Otherwise, if either operand is unsigned, the other shall be converted to unsigned.
[Note: otherwise, the only remaining case is that both operands are int]
Therefore, since j is unsigned, i is promoted to unsigned and the addition is performed using unsigned int arithmetic.
b) This is UB. The result of the addition is unsigned int (as per (a)), and thus you overflow the int in the assignment.
c) From §4.5/1:
An rvalue of type char, signed char, unsigned char, short int, or unsigned short int can be converted to an rvalue of type int if int can represent all the values of the source type; otherwise, the source rvalue can be converted to an rvalue of type unsigned int.
Therefore, since a 4-byte int can represent any value in a 2-byte short or unsigned short, both are promoted to int (per §5.9's integral promotions rule), and then added as ints.
d) From §3.9.1/4:
Unsigned integers, declared unsigned, shall obey the laws of arithmetic modulo 2n where n is the number of bits in the value representation of that particular size of integer.
Therefore, UINT_MAX+1 is legal (not UB) and equal to 0.
Is the following undefined and why?
int i = 0xFF;
unsigned int r = i << 24;
The behaviour is technically undefined unless the int type has more than 32 bits.

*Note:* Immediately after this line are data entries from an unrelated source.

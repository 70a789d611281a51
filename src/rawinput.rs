//! Raw Input packet decoding.
//!
//! Interprets the byte image of a Win32 `RAWINPUT` record without casting
//! the buffer to the native structure. Every field read is bounds-checked
//! against the buffer, and the size the header reports must match the bytes
//! actually delivered.
//!
//! ## Record layout
//!
//! | part     | field            | offset             |
//! |----------|------------------|--------------------|
//! | header   | `dwType`         | 0                  |
//! | header   | `dwSize`         | 4                  |
//! | header   | `hDevice`        | 8                  |
//! | header   | `wParam`         | 8 + ptr            |
//! | keyboard | `Flags`          | header + 2         |
//! | keyboard | `VKey`           | header + 6         |
//! | keyboard | `Message`        | header + 8         |
//! | mouse    | `usButtonFlags`  | header + 4         |
//!
//! The platform accessor that fills the buffer lives behind the
//! [`RawInputSource`] trait so the decoder can be driven from tests.

use smallvec::SmallVec;
use std::io;
use thiserror::Error;

use crate::keys::{KeyId, MouseButton};

#[cfg(windows)]
pub mod win32;

/// Size of `RAWINPUTHEADER` for the target pointer width.
pub const HEADER_SIZE: usize = 8 + 2 * std::mem::size_of::<usize>();
/// Size of `RAWKEYBOARD`.
pub const KEYBOARD_PAYLOAD_SIZE: usize = 16;
/// Size of `RAWMOUSE`.
pub const MOUSE_PAYLOAD_SIZE: usize = 24;

/// Packets up to this size are read without a heap allocation.
const INLINE_PACKET_SIZE: usize = 64;

pub const RIM_TYPEMOUSE: u32 = 0;
pub const RIM_TYPEKEYBOARD: u32 = 1;
pub const RIM_TYPEHID: u32 = 2;

pub const RI_KEY_BREAK: u16 = 0x01;
pub const RI_KEY_E0: u16 = 0x02;
pub const RI_KEY_E1: u16 = 0x04;
pub const RI_KEY_TERMSRV_SET_LED: u16 = 0x08;
pub const RI_KEY_TERMSRV_SHADOW: u16 = 0x10;
const RI_KEY_KNOWN_FLAGS: u16 =
    RI_KEY_BREAK | RI_KEY_E0 | RI_KEY_E1 | RI_KEY_TERMSRV_SET_LED | RI_KEY_TERMSRV_SHADOW;

pub const WM_KEYDOWN: u32 = 0x0100;
pub const WM_KEYUP: u32 = 0x0101;
pub const WM_SYSKEYDOWN: u32 = 0x0104;
pub const WM_SYSKEYUP: u32 = 0x0105;

/// Down flag of mouse button 1; button `n` uses `0x1 << (2 * n)` for down
/// and the next bit up for release.
pub const RI_MOUSE_BUTTON_1_DOWN: u16 = 0x0001;
pub const RI_MOUSE_BUTTON_1_UP: u16 = 0x0002;
pub const RI_MOUSE_BUTTON_2_DOWN: u16 = 0x0004;
pub const RI_MOUSE_BUTTON_2_UP: u16 = 0x0008;
pub const RI_MOUSE_BUTTON_3_DOWN: u16 = 0x0010;
pub const RI_MOUSE_BUTTON_3_UP: u16 = 0x0020;
pub const RI_MOUSE_BUTTON_4_DOWN: u16 = 0x0040;
pub const RI_MOUSE_BUTTON_4_UP: u16 = 0x0080;
pub const RI_MOUSE_BUTTON_5_DOWN: u16 = 0x0100;
pub const RI_MOUSE_BUTTON_5_UP: u16 = 0x0200;

const VK_SHIFT: u8 = 0x10;
const VK_CONTROL: u8 = 0x11;
const VK_MENU: u8 = 0x12;
const VK_LSHIFT: u8 = 0xA0;
const VK_RSHIFT: u8 = 0xA1;
const VK_LCONTROL: u8 = 0xA2;
const VK_RCONTROL: u8 = 0xA3;
const VK_LMENU: u8 = 0xA4;
const VK_RMENU: u8 = 0xA5;
/// Scan code of the right shift key.
const SCANCODE_RSHIFT: u16 = 0x36;

/// Press or release.
#[derive(Debug, Clone, Copy, PartialEq, Eq, Hash)]
pub enum Transition {
    Press,
    Release,
}

/// A normalized key or button transition.
#[derive(Debug, Clone, Copy, PartialEq, Eq, Hash)]
pub struct InputEvent {
    pub key: KeyId,
    pub transition: Transition,
}

impl InputEvent {
    pub fn press(key: impl Into<KeyId>) -> Self {
        Self {
            key: key.into(),
            transition: Transition::Press,
        }
    }

    pub fn release(key: impl Into<KeyId>) -> Self {
        Self {
            key: key.into(),
            transition: Transition::Release,
        }
    }
}

/// Events carried by one mouse packet (at most two per button).
pub type MouseEvents = SmallVec<[InputEvent; 4]>;

/// A decoded Raw Input record.
#[derive(Debug, Clone, PartialEq, Eq)]
pub enum Packet {
    Keyboard(InputEvent),
    /// Button transitions in ascending button order; empty for pure motion
    /// or wheel packets.
    Mouse(MouseEvents),
    /// HID devices and keyboard filler codes. Not an error.
    Unrecognized(u32),
}

impl Packet {
    /// The transitions this packet carries, in application order.
    pub fn events(&self) -> &[InputEvent] {
        match self {
            Packet::Keyboard(event) => std::slice::from_ref(event),
            Packet::Mouse(events) => events,
            Packet::Unrecognized(_) => &[],
        }
    }
}

/// A raw packet that violates the platform's record contract.
#[derive(Debug, Error)]
pub enum DecodeError {
    #[error("raw input record of {len} bytes is shorter than its header")]
    TooShort { len: usize },
    #[error("raw input size mismatch: expected {expected} bytes, got {actual}")]
    SizeMismatch { expected: usize, actual: usize },
    #[error("unknown raw input device type {0}")]
    UnknownDeviceType(u32),
    #[error("{device} payload needs {needed} bytes, record has {available}")]
    Truncated {
        device: &'static str,
        needed: usize,
        available: usize,
    },
    #[error("inconsistent keyboard flags {flags:#06x} for message {message:#06x}")]
    InconsistentKeyboardFlags { flags: u16, message: u32 },
    #[error("virtual-key code {0:#x} out of range")]
    InvalidVirtualKey(u16),
    #[error("raw input accessor failed: {0}")]
    Accessor(#[from] io::Error),
}

/// Access to the platform's raw input buffer for one notification.
///
/// Mirrors the two-call `GetRawInputData` protocol: ask for the size, then
/// fetch into a buffer of exactly that size.
pub trait RawInputSource {
    /// Opaque per-notification handle (`HRAWINPUT` on Windows).
    type Handle: Copy;

    /// Returns the number of bytes the record occupies.
    fn required_size(&mut self, handle: Self::Handle) -> io::Result<usize>;

    /// Copies the record into `buf`, returning the number of bytes written.
    fn fetch(&mut self, handle: Self::Handle, buf: &mut [u8]) -> io::Result<usize>;
}

impl<S: RawInputSource + ?Sized> RawInputSource for &mut S {
    type Handle = S::Handle;

    fn required_size(&mut self, handle: Self::Handle) -> io::Result<usize> {
        (**self).required_size(handle)
    }

    fn fetch(&mut self, handle: Self::Handle, buf: &mut [u8]) -> io::Result<usize> {
        (**self).fetch(handle, buf)
    }
}

/// Reads the full record for `handle` and decodes it.
pub fn read_packet<S: RawInputSource>(
    source: &mut S,
    handle: S::Handle,
) -> Result<Packet, DecodeError> {
    let size = source.required_size(handle)?;
    let mut buffer: SmallVec<[u8; INLINE_PACKET_SIZE]> = SmallVec::from_elem(0, size);

    let written = source.fetch(handle, &mut buffer)?;
    if written != size {
        return Err(DecodeError::SizeMismatch {
            expected: size,
            actual: written,
        });
    }

    decode(&buffer)
}

#[inline(always)]
fn read_u16(buf: &[u8], offset: usize) -> Option<u16> {
    buf.get(offset..offset + 2)
        .map(|b| u16::from_le_bytes([b[0], b[1]]))
}

#[inline(always)]
fn read_u32(buf: &[u8], offset: usize) -> Option<u32> {
    buf.get(offset..offset + 4)
        .map(|b| u32::from_le_bytes([b[0], b[1], b[2], b[3]]))
}

/// Decodes one `RAWINPUT` record.
pub fn decode(buf: &[u8]) -> Result<Packet, DecodeError> {
    let (Some(device_type), Some(declared)) = (read_u32(buf, 0), read_u32(buf, 4)) else {
        return Err(DecodeError::TooShort { len: buf.len() });
    };
    if buf.len() < HEADER_SIZE {
        return Err(DecodeError::TooShort { len: buf.len() });
    }
    if declared as usize != buf.len() {
        return Err(DecodeError::SizeMismatch {
            expected: declared as usize,
            actual: buf.len(),
        });
    }

    let payload = &buf[HEADER_SIZE..];
    match device_type {
        RIM_TYPEKEYBOARD => decode_keyboard(payload),
        RIM_TYPEMOUSE => decode_mouse(payload),
        RIM_TYPEHID => Ok(Packet::Unrecognized(RIM_TYPEHID)),
        other => Err(DecodeError::UnknownDeviceType(other)),
    }
}

fn truncated(device: &'static str, needed: usize, available: usize) -> DecodeError {
    DecodeError::Truncated {
        device,
        needed,
        available,
    }
}

fn decode_keyboard(payload: &[u8]) -> Result<Packet, DecodeError> {
    if payload.len() < KEYBOARD_PAYLOAD_SIZE {
        return Err(truncated("keyboard", KEYBOARD_PAYLOAD_SIZE, payload.len()));
    }
    let fields = (
        read_u16(payload, 0),
        read_u16(payload, 2),
        read_u16(payload, 6),
        read_u32(payload, 8),
    );
    let (Some(make_code), Some(flags), Some(vkey), Some(message)) = fields else {
        return Err(truncated("keyboard", KEYBOARD_PAYLOAD_SIZE, payload.len()));
    };

    let transition = keyboard_transition(flags, message)?;

    let vk = u8::try_from(vkey).map_err(|_| DecodeError::InvalidVirtualKey(vkey))?;
    // 0 and 0xFF mark fake keys inside escaped scan code sequences
    if vk == 0 || vk == 0xFF {
        return Ok(Packet::Unrecognized(RIM_TYPEKEYBOARD));
    }

    let vk = sided_modifier(vk, make_code, flags);
    Ok(Packet::Keyboard(InputEvent {
        key: KeyId::from_vk(vk),
        transition,
    }))
}

/// Cross-checks the break bit against the window message.
fn keyboard_transition(flags: u16, message: u32) -> Result<Transition, DecodeError> {
    let inconsistent = DecodeError::InconsistentKeyboardFlags { flags, message };

    if flags & !RI_KEY_KNOWN_FLAGS != 0 || flags & (RI_KEY_E0 | RI_KEY_E1) == RI_KEY_E0 | RI_KEY_E1 {
        return Err(inconsistent);
    }

    let by_flags = if flags & RI_KEY_BREAK != 0 {
        Transition::Release
    } else {
        Transition::Press
    };
    let by_message = match message {
        WM_KEYDOWN | WM_SYSKEYDOWN => Transition::Press,
        WM_KEYUP | WM_SYSKEYUP => Transition::Release,
        _ => return Err(inconsistent),
    };

    if by_flags != by_message {
        return Err(inconsistent);
    }
    Ok(by_flags)
}

/// Raw input reports generic modifier codes; resolve the left/right variant.
fn sided_modifier(vk: u8, make_code: u16, flags: u16) -> u8 {
    let extended = flags & RI_KEY_E0 != 0;
    match vk {
        VK_SHIFT if make_code == SCANCODE_RSHIFT => VK_RSHIFT,
        VK_SHIFT => VK_LSHIFT,
        VK_CONTROL if extended => VK_RCONTROL,
        VK_CONTROL => VK_LCONTROL,
        VK_MENU if extended => VK_RMENU,
        VK_MENU => VK_LMENU,
        other => other,
    }
}

fn decode_mouse(payload: &[u8]) -> Result<Packet, DecodeError> {
    if payload.len() < MOUSE_PAYLOAD_SIZE {
        return Err(truncated("mouse", MOUSE_PAYLOAD_SIZE, payload.len()));
    }
    let Some(button_flags) = read_u16(payload, 4) else {
        return Err(truncated("mouse", MOUSE_PAYLOAD_SIZE, payload.len()));
    };
    Ok(Packet::Mouse(mouse_button_events(button_flags)))
}

/// Expands a button flag mask into transitions, lowest bit first.
pub fn mouse_button_events(button_flags: u16) -> MouseEvents {
    let mut events = MouseEvents::new();
    if button_flags == 0 {
        return events;
    }

    for button in MouseButton::ALL {
        let down = RI_MOUSE_BUTTON_1_DOWN << (2 * button.index());
        let up = RI_MOUSE_BUTTON_1_UP << (2 * button.index());
        if button_flags & down != 0 {
            events.push(InputEvent::press(button));
        }
        if button_flags & up != 0 {
            events.push(InputEvent::release(button));
        }
    }
    events
}

/// Builders for raw input byte images, used by tests and diagnostics.
pub mod builder {
    use super::*;

    fn header(device_type: u32, payload_len: usize) -> Vec<u8> {
        let total = HEADER_SIZE + payload_len;
        let mut buf = Vec::with_capacity(total);
        buf.extend_from_slice(&device_type.to_le_bytes());
        buf.extend_from_slice(&(total as u32).to_le_bytes());
        buf.resize(HEADER_SIZE, 0);
        buf
    }

    /// Keyboard record with explicit flags and window message.
    pub fn keyboard(vkey: u16, make_code: u16, flags: u16, message: u32) -> Vec<u8> {
        let mut buf = header(RIM_TYPEKEYBOARD, KEYBOARD_PAYLOAD_SIZE);
        buf.extend_from_slice(&make_code.to_le_bytes());
        buf.extend_from_slice(&flags.to_le_bytes());
        buf.extend_from_slice(&0u16.to_le_bytes());
        buf.extend_from_slice(&vkey.to_le_bytes());
        buf.extend_from_slice(&message.to_le_bytes());
        buf.extend_from_slice(&0u32.to_le_bytes());
        buf
    }

    pub fn key_down(vkey: u16) -> Vec<u8> {
        keyboard(vkey, 0, 0, WM_KEYDOWN)
    }

    pub fn key_up(vkey: u16) -> Vec<u8> {
        keyboard(vkey, 0, RI_KEY_BREAK, WM_KEYUP)
    }

    /// Mouse record carrying `button_flags`.
    pub fn mouse(button_flags: u16) -> Vec<u8> {
        let mut buf = header(RIM_TYPEMOUSE, MOUSE_PAYLOAD_SIZE);
        let mut payload = [0u8; MOUSE_PAYLOAD_SIZE];
        payload[4..6].copy_from_slice(&button_flags.to_le_bytes());
        buf.extend_from_slice(&payload);
        buf
    }

    /// HID record with an arbitrary report body.
    pub fn hid(report: &[u8]) -> Vec<u8> {
        let mut buf = header(RIM_TYPEHID, report.len());
        buf.extend_from_slice(report);
        buf
    }
}
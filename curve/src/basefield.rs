use ark_ff::{BigInteger, Field, PrimeField};
use num_bigint::BigUint;

use crate::CurveError;

/// BN254 scalar field, which is the coordinate field of Baby Jubjub.
pub type BaseField = ark_bn254::Fr;

/// Width of a canonical big-endian base field encoding.
pub const BASE_FIELD_BYTES: usize = 32;

/// Inverse of `x`, or `DivisionByZero` for zero.
#[inline]
pub fn try_inverse(x: &BaseField) -> Result<BaseField, CurveError> {
    x.inverse().ok_or(CurveError::DivisionByZero)
}

/// The modulus `p` as an unbounded integer.
pub fn base_modulus() -> BigUint {
    BaseField::MODULUS.into()
}

pub fn to_biguint(x: &BaseField) -> BigUint {
    x.into_bigint().into()
}

/// Strict conversion: values `>= p` are rejected instead of reduced.
pub fn from_biguint(value: &BigUint) -> Result<BaseField, CurveError> {
    if *value >= base_modulus() {
        return Err(CurveError::InvalidEncoding(format!(
            "{value} is not a canonical base field element"
        )));
    }
    Ok(BaseField::from(value.clone()))
}

pub fn to_be_bytes(x: &BaseField) -> [u8; BASE_FIELD_BYTES] {
    let bytes = x.into_bigint().to_bytes_be();
    let mut out = [0u8; BASE_FIELD_BYTES];
    out[BASE_FIELD_BYTES - bytes.len()..].copy_from_slice(&bytes);
    out
}

pub fn from_be_bytes(bytes: &[u8]) -> Result<BaseField, CurveError> {
    if bytes.len() != BASE_FIELD_BYTES {
        return Err(CurveError::InvalidEncoding(format!(
            "expected {BASE_FIELD_BYTES} bytes, got {}",
            bytes.len()
        )));
    }
    from_biguint(&BigUint::from_bytes_be(bytes))
}

/// Decimal rendering used by the circuit toolchain (`"0"` for zero).
pub fn to_decimal_string(x: &BaseField) -> String {
    to_biguint(x).to_string()
}

pub fn from_decimal_str(s: &str) -> Result<BaseField, CurveError> {
    let value: BigUint = s
        .parse()
        .map_err(|_| CurveError::InvalidEncoding(format!("`{s}` is not a decimal integer")))?;
    from_biguint(&value)
}

#[cfg(test)]
mod tests {
    use super::*;
    use ark_ff::{One, Zero};

    #[test]
    fn test_inverse_of_zero_fails() {
        assert_eq!(
            try_inverse(&BaseField::zero()),
            Err(CurveError::DivisionByZero)
        );
    }

    #[test]
    fn test_inverse() {
        let a = BaseField::from(168700u64);
        let a_inv = try_inverse(&a).unwrap();
        assert_eq!(a * a_inv, BaseField::one());
    }

    #[test]
    fn test_bytes_roundtrip_and_width() {
        let a = BaseField::from(5u64);
        let bytes = to_be_bytes(&a);
        assert_eq!(bytes[31], 5);
        assert!(bytes[..31].iter().all(|b| *b == 0));
        assert_eq!(from_be_bytes(&bytes).unwrap(), a);
    }

    #[test]
    fn test_non_canonical_rejected() {
        let p = base_modulus();
        assert!(from_biguint(&p).is_err());
        assert!(from_decimal_str("21888242871839275222246405745257275088548364400416034343698204186575808495617").is_err());
        assert!(from_decimal_str("not a number").is_err());
    }

    #[test]
    fn test_decimal_zero() {
        assert_eq!(to_decimal_string(&BaseField::zero()), "0");
        assert_eq!(from_decimal_str("0").unwrap(), BaseField::zero());
    }
}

From C++11, 5.8/2 (describing an expression E1 << E2):
if E1 has a signed type and non-negative value, and E1×2E2 is representable
in the result type, then that is the resulting value; otherwise, the behavior is undefined.
The result type of i << 24 is (signed) int; if that has 32 bits or less, then 0xff * 2^24 == 0xff000000 is not representable (the maximum representable 32-bit signed value being 0x7fffffff), so behaviour is undefined as specified in that clause.
According to N3242 section 5.8 Shift operators:
The shift operators << and >> group left-to-right.
shift-expression: additive-expression shift-expression << additive-expression shift-expression >> additive-expression
The operands shall be of integral or unscoped enumeration type and integral promotions are performed. The type of the result is that of the promoted left operand. The behavior is undefined if the right operand is negative, or greater than or equal to the length in bits of the promoted left operand.
So my answer? Depends on the number of bits in your left operand (which depends on your system).